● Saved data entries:
Segment Open

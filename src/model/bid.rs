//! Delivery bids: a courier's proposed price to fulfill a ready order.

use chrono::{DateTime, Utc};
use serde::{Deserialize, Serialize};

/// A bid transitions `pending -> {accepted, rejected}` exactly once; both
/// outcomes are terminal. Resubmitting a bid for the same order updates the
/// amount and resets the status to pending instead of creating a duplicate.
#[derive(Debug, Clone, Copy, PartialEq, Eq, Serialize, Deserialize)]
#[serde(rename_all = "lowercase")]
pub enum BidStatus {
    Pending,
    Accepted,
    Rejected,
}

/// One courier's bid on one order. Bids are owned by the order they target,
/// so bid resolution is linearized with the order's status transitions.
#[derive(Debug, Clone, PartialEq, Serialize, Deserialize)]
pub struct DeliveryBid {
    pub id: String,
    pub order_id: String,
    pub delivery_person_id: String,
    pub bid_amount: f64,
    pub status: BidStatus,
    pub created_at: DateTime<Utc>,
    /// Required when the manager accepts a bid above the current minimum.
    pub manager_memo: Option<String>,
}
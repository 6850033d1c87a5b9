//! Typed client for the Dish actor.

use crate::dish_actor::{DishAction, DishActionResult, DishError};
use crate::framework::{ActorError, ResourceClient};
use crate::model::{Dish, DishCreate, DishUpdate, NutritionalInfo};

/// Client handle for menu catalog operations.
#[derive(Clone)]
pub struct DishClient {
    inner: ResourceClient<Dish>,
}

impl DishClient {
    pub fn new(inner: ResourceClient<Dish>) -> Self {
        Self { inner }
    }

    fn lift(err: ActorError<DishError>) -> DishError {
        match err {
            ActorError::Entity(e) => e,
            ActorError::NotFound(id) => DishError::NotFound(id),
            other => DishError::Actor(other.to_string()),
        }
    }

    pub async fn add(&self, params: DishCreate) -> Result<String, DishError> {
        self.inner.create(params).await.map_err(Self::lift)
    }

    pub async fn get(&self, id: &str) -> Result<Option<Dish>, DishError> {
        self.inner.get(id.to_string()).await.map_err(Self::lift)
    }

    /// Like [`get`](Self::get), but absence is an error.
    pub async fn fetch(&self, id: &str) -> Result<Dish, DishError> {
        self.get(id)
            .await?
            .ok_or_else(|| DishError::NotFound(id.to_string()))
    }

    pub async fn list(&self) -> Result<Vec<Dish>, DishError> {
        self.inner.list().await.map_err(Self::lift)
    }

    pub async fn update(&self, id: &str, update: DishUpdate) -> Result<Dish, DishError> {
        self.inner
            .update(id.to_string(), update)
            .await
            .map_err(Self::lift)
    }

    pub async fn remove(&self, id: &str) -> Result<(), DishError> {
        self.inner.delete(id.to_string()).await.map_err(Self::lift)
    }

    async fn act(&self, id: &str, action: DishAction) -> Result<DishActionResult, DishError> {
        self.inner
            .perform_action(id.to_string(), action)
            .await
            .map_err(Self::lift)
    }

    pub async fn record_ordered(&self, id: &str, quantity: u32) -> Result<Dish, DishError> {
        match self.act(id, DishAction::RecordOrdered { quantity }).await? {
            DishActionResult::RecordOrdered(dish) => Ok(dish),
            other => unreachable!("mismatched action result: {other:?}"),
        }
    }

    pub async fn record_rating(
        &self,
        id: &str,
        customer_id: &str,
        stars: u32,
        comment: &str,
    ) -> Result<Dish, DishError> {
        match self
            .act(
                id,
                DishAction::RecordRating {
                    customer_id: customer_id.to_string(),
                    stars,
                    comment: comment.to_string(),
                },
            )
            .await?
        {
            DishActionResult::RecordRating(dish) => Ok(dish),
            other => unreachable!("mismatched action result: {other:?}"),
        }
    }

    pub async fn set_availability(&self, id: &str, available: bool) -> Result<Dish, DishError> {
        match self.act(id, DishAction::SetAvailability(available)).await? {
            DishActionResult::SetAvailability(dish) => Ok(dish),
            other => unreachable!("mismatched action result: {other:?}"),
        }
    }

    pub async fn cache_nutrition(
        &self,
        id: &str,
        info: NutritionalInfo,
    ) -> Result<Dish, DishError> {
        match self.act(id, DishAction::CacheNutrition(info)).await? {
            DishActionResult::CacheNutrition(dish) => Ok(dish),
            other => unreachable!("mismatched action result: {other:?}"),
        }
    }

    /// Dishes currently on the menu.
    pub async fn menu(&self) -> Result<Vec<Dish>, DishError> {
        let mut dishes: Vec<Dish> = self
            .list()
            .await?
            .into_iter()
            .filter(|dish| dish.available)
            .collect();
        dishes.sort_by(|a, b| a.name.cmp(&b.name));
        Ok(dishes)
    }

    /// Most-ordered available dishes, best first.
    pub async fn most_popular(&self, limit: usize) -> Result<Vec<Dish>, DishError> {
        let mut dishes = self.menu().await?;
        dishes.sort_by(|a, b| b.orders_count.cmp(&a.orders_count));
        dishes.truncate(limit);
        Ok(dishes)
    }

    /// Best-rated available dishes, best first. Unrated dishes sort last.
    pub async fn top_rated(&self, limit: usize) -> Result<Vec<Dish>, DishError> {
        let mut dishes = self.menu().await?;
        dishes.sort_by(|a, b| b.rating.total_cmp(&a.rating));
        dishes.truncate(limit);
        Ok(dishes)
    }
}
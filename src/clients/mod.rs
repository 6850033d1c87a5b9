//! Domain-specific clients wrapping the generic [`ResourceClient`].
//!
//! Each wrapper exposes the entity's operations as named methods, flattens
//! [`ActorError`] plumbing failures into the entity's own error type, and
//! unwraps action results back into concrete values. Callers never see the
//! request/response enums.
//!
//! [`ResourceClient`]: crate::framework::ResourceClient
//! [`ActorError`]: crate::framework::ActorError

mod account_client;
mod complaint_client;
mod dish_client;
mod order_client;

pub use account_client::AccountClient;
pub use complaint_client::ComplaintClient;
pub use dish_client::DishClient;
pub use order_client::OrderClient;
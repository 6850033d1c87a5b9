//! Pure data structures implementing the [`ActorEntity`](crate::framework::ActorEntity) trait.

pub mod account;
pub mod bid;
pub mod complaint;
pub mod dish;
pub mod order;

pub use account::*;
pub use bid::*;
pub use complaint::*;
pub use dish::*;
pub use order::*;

Segment Closed
Segment Open

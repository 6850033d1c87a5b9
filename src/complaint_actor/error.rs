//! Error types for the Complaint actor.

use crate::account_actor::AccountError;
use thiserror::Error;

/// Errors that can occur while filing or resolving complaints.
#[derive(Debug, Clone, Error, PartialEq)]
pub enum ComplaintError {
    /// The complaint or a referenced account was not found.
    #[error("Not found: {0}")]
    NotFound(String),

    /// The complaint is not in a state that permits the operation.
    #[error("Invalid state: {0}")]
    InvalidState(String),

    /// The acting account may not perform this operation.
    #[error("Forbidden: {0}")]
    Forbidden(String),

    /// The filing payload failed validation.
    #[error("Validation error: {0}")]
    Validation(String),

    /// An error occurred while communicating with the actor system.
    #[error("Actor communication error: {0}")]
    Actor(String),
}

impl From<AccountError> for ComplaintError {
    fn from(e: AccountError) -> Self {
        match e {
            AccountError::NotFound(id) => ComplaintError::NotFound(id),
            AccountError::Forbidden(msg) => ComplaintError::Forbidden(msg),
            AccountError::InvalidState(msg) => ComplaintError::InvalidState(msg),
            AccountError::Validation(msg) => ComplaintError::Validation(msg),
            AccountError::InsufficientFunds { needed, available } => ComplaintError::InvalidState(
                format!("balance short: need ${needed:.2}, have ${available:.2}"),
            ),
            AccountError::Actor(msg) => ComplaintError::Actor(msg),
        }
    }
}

Segment Closed

● The problem: What is needed is a verbatim copy of every line in the records above from the one containing "exactly once; both" down to the one containing "One courier's bid", both included, and nothing more.

● Answer for this exercise:
/// A bid transitions `pending -> {accepted, rejected}` exactly once; both
/// outcomes are terminal. Resubmitting a bid for the same order updates the
/// amount and resets the status to pending instead of creating a duplicate.
#[derive(Debug, Clone, Copy, PartialEq, Eq, Serialize, Deserialize)]
#[serde(rename_all = "lowercase")]
pub enum BidStatus {
    Pending,
    Accepted,
    Rejected,
}

/// One courier's bid on one order. Bids are owned by the order they target,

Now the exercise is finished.